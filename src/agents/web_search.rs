// src/agents/web_search.rs
//! Web search through the LLM's browsing model.
//!
//! The model answers in a loose sectioned layout; each reply is persisted
//! verbatim, merged into the running [`SearchContext`] and turned into
//! [`SearchResult`]s by the most structured form it offers.

use std::collections::HashSet;
use std::sync::Arc;
use std::time::Duration;
use tracing::{info, warn};

use super::response_parser::{self, SearchSections};
use crate::core::config_manager::LlmConfig;
use crate::core::OutputStore;
use crate::llm::{ChatBackend, ChatMessage, ChatRequest, RateLimiter};
use crate::types::{SearchContext, SearchResult};

const SEARCH_MAX_TOKENS: u32 = 900;
const SEARCH_TEMPERATURE: f32 = 0.2;
const ANSWER_SNIPPET_CHARS: usize = 160;

const SEARCH_SYSTEM_PROMPT: &str = "You are a comprehensive web search assistant.

Response requirements:
Perform a thorough web search to find the most relevant and up-to-date information.
Include a \"Sources\" section with at least two reputable URLs.
Look for LinkedIn profile URLs and include them in a separate \"LinkedIn Profiles\" section if found.
Format your response clearly with proper sections and structure.

Response Format:
Answer: [Detailed answer based on reputable sources]
Sources:
• [Reputable URL 1]
• [Optional additional reputable URL]
LinkedIn Profiles (if found):
• [LinkedIn profile URL 1]

Additionally, at the end of your response, include a machine-readable JSON block labeled 'RESULTS_JSON'
that contains: {\"results\": [{\"title\": str, \"url\": str, \"snippet\": str} ...]}.
Ensure the JSON is valid and includes 2-5 high-quality results with meaningful snippets.";

#[derive(Debug, Clone)]
pub struct SearchSettings {
    pub model: String,
    pub max_retries: u32,
    pub retry_delay: Duration,
    pub query_delay: Duration,
}

impl From<&LlmConfig> for SearchSettings {
    fn from(config: &LlmConfig) -> Self {
        Self {
            model: config.search_model.clone(),
            max_retries: config.max_retries,
            retry_delay: config.retry_delay,
            query_delay: config.query_delay,
        }
    }
}

pub struct WebSearcher {
    backend: Arc<dyn ChatBackend>,
    limiter: Arc<RateLimiter>,
    store: OutputStore,
    settings: SearchSettings,
}

impl WebSearcher {
    pub fn new(
        backend: Arc<dyn ChatBackend>,
        limiter: Arc<RateLimiter>,
        store: OutputStore,
        settings: SearchSettings,
    ) -> Self {
        Self {
            backend,
            limiter,
            store,
            settings,
        }
    }

    /// Run every query in turn and return the URL-deduplicated union
    pub async fn search(
        &self,
        queries: &[String],
        max_results: usize,
        context: &mut SearchContext,
    ) -> Vec<SearchResult> {
        if queries.is_empty() {
            return placeholder("fallback");
        }
        info!("Executing web searches for {} queries", queries.len());

        let per_query = max_results / queries.len();
        let mut all_results = Vec::new();

        for (i, query) in queries.iter().enumerate() {
            info!("Searching query {}/{}: {}", i + 1, queries.len(), query);

            let mut results = self.search_with_retry(query, per_query, context).await;
            if results.is_empty() {
                results = placeholder(query);
            }
            self.store.save_search_results(query, &results).await;
            all_results.extend(results);

            if i + 1 < queries.len() {
                tokio::time::sleep(self.settings.query_delay).await;
            }
        }

        let unique = dedup_by_url(all_results);
        info!("Web search completed. Found {} results", unique.len());
        unique
    }

    async fn search_with_retry(
        &self,
        query: &str,
        limit: usize,
        context: &mut SearchContext,
    ) -> Vec<SearchResult> {
        for attempt in 1..=self.settings.max_retries {
            self.limiter.wait().await;

            let request = ChatRequest::new(
                &self.settings.model,
                vec![
                    ChatMessage::system(SEARCH_SYSTEM_PROMPT),
                    ChatMessage::user(query),
                ],
                SEARCH_MAX_TOKENS,
                SEARCH_TEMPERATURE,
            );

            match self.backend.complete(request).await {
                Ok(content) => {
                    self.store.save_search_raw(query, &content).await;
                    let sections = response_parser::parse_sections(&content);
                    context.merge(
                        &sections.answer,
                        &sections.sources,
                        &sections.linkedin_profiles,
                    );
                    return results_from_reply(&content, &sections, limit);
                }
                Err(e) => {
                    warn!("Web search attempt {} failed: {:#}", attempt, e);
                    if attempt < self.settings.max_retries {
                        tokio::time::sleep(self.settings.retry_delay).await;
                    }
                }
            }
        }
        Vec::new()
    }
}

/// Pick the most structured result form present in one reply
pub fn results_from_reply(
    content: &str,
    sections: &SearchSections,
    limit: usize,
) -> Vec<SearchResult> {
    let json_cap = if limit == 0 { 5 } else { limit };
    let list_cap = if limit == 0 { 3 } else { limit };

    let mut results: Vec<SearchResult> = response_parser::extract_results_json(content)
        .into_iter()
        .take(json_cap)
        .map(|item| {
            let title = if item.title.is_empty() {
                item.url.clone()
            } else {
                item.title
            };
            SearchResult::web(title, item.url, item.snippet, 0.7)
        })
        .collect();

    if results.is_empty() {
        let snippet: String = sections.answer.chars().take(ANSWER_SNIPPET_CHARS).collect();
        results.extend(
            sections
                .sources
                .iter()
                .take(list_cap)
                .map(|u| SearchResult::web(u.as_str(), u.as_str(), snippet.as_str(), 0.6)),
        );
        results.extend(
            sections
                .linkedin_profiles
                .iter()
                .take(list_cap)
                .map(|u| SearchResult::web(u.as_str(), u.as_str(), "LinkedIn profile", 0.7)),
        );
    }

    results.retain(|r| !r.url.is_empty());
    if !results.is_empty() {
        return results;
    }

    response_parser::extract_urls(content, 3)
        .into_iter()
        .map(|u| SearchResult::web(u.as_str(), u.as_str(), "", 0.3))
        .collect()
}

pub fn placeholder(query: &str) -> Vec<SearchResult> {
    vec![SearchResult {
        title: format!("Search result for: {}", query),
        url: String::new(),
        snippet: format!("Search result for {}", query),
        source: "search".to_string(),
        relevance_score: 0.3,
    }]
}

/// First occurrence of each URL wins; URL-less entries are all kept
pub fn dedup_by_url(results: Vec<SearchResult>) -> Vec<SearchResult> {
    let mut seen = HashSet::new();
    results
        .into_iter()
        .filter(|r| r.url.is_empty() || seen.insert(r.url.clone()))
        .collect()
}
----
# Exercise goal:
Please copy only the lines between the first line of the entries and the line with "use crate::core::OutputStore;", keeping those two end lines as well, exactly as written.

# Solution to this problem:
filename src/agents/web_search.rs
// src/agents/web_search.rs
//! Web search through the LLM's browsing model.
//!
//! The model answers in a loose sectioned layout; each reply is persisted
//! verbatim, merged into the running [`SearchContext`] and turned into
//! [`SearchResult`]s by the most structured form it offers.

use std::collections::HashSet;
use std::sync::Arc;
use std::time::Duration;
use tracing::{info, warn};

use super::response_parser::{self, SearchSections};
use crate::core::config_manager::LlmConfig;
use crate::core::OutputStore;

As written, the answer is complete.